#### WORK TO BE COMPLETED
Go through the lines below and transcribe each one exactly.

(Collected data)
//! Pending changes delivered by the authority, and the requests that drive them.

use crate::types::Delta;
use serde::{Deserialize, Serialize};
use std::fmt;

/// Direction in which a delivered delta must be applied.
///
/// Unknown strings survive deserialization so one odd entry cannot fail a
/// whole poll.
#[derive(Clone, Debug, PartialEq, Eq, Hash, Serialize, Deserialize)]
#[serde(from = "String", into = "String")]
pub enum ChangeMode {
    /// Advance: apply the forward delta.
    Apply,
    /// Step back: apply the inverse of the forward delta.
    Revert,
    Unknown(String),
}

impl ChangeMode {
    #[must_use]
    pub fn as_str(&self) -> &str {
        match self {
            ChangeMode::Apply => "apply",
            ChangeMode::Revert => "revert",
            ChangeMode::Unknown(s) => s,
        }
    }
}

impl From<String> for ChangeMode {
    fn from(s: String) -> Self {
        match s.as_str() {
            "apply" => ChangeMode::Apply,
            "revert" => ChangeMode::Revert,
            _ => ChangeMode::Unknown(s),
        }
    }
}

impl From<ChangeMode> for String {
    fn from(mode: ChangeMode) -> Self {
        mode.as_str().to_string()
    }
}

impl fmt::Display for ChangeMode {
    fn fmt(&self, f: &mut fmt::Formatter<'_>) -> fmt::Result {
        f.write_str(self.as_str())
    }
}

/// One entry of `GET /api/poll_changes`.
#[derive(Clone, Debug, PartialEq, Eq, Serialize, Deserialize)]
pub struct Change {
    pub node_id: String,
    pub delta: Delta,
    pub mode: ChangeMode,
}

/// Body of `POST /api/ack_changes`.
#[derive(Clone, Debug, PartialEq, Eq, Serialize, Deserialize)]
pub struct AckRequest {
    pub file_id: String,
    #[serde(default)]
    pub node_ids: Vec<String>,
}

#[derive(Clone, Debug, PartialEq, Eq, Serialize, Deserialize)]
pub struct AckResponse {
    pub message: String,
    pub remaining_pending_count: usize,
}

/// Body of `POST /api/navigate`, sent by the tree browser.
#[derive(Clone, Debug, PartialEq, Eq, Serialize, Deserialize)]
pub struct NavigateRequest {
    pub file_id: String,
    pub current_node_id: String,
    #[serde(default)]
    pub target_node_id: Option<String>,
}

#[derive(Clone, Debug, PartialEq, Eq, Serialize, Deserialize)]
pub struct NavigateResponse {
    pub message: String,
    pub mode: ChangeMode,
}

#### RESULT OF THIS TASK
//! Pending changes delivered by the authority, and the requests that drive them.

use crate::types::Delta;
use serde::{Deserialize, Serialize};
use std::fmt;

/// Direction in which a delivered delta must be applied.
///
/// Unknown strings survive deserialization so one odd entry cannot fail a
/// whole poll.
#[derive(Clone, Debug, PartialEq, Eq, Hash, Serialize, Deserialize)]
#[serde(from = "String", into = "String")]
pub enum ChangeMode {
    /// Advance: apply the forward delta.
    Apply,
    /// Step back: apply the inverse of the forward delta.
    Revert,
    Unknown(String),
}

impl ChangeMode {
    #[must_use]
    pub fn as_str(&self) -> &str {
        match self {
            ChangeMode::Apply => "apply",
            ChangeMode::Revert => "revert",
            ChangeMode::Unknown(s) => s,
        }
    }
}

impl From<String> for ChangeMode {
    fn from(s: String) -> Self {
        match s.as_str() {
            "apply" => ChangeMode::Apply,
            "revert" => ChangeMode::Revert,
            _ => ChangeMode::Unknown(s),
        }
    }
}

impl From<ChangeMode> for String {
    fn from(mode: ChangeMode) -> Self {
        mode.as_str().to_string()
    }
}

impl fmt::Display for ChangeMode {
    fn fmt(&self, f: &mut fmt::Formatter<'_>) -> fmt::Result {
        f.write_str(self.as_str())
    }
}

/// One entry of `GET /api/poll_changes`.
#[derive(Clone, Debug, PartialEq, Eq, Serialize, Deserialize)]
pub struct Change {
    pub node_id: String,
    pub delta: Delta,
    pub mode: ChangeMode,
}

/// Body of `POST /api/ack_changes`.
#[derive(Clone, Debug, PartialEq, Eq, Serialize, Deserialize)]
pub struct AckRequest {
    pub file_id: String,
    #[serde(default)]
    pub node_ids: Vec<String>,
}

#[derive(Clone, Debug, PartialEq, Eq, Serialize, Deserialize)]
pub struct AckResponse {
    pub message: String,
    pub remaining_pending_count: usize,
}

/// Body of `POST /api/navigate`, sent by the tree browser.
#[derive(Clone, Debug, PartialEq, Eq, Serialize, Deserialize)]
pub struct NavigateRequest {
    pub file_id: String,
    pub current_node_id: String,
    #[serde(default)]
    pub target_node_id: Option<String>,
}

#[derive(Clone, Debug, PartialEq, Eq, Serialize, Deserialize)]
pub struct NavigateResponse {
    pub message: String,
    pub mode: ChangeMode,
}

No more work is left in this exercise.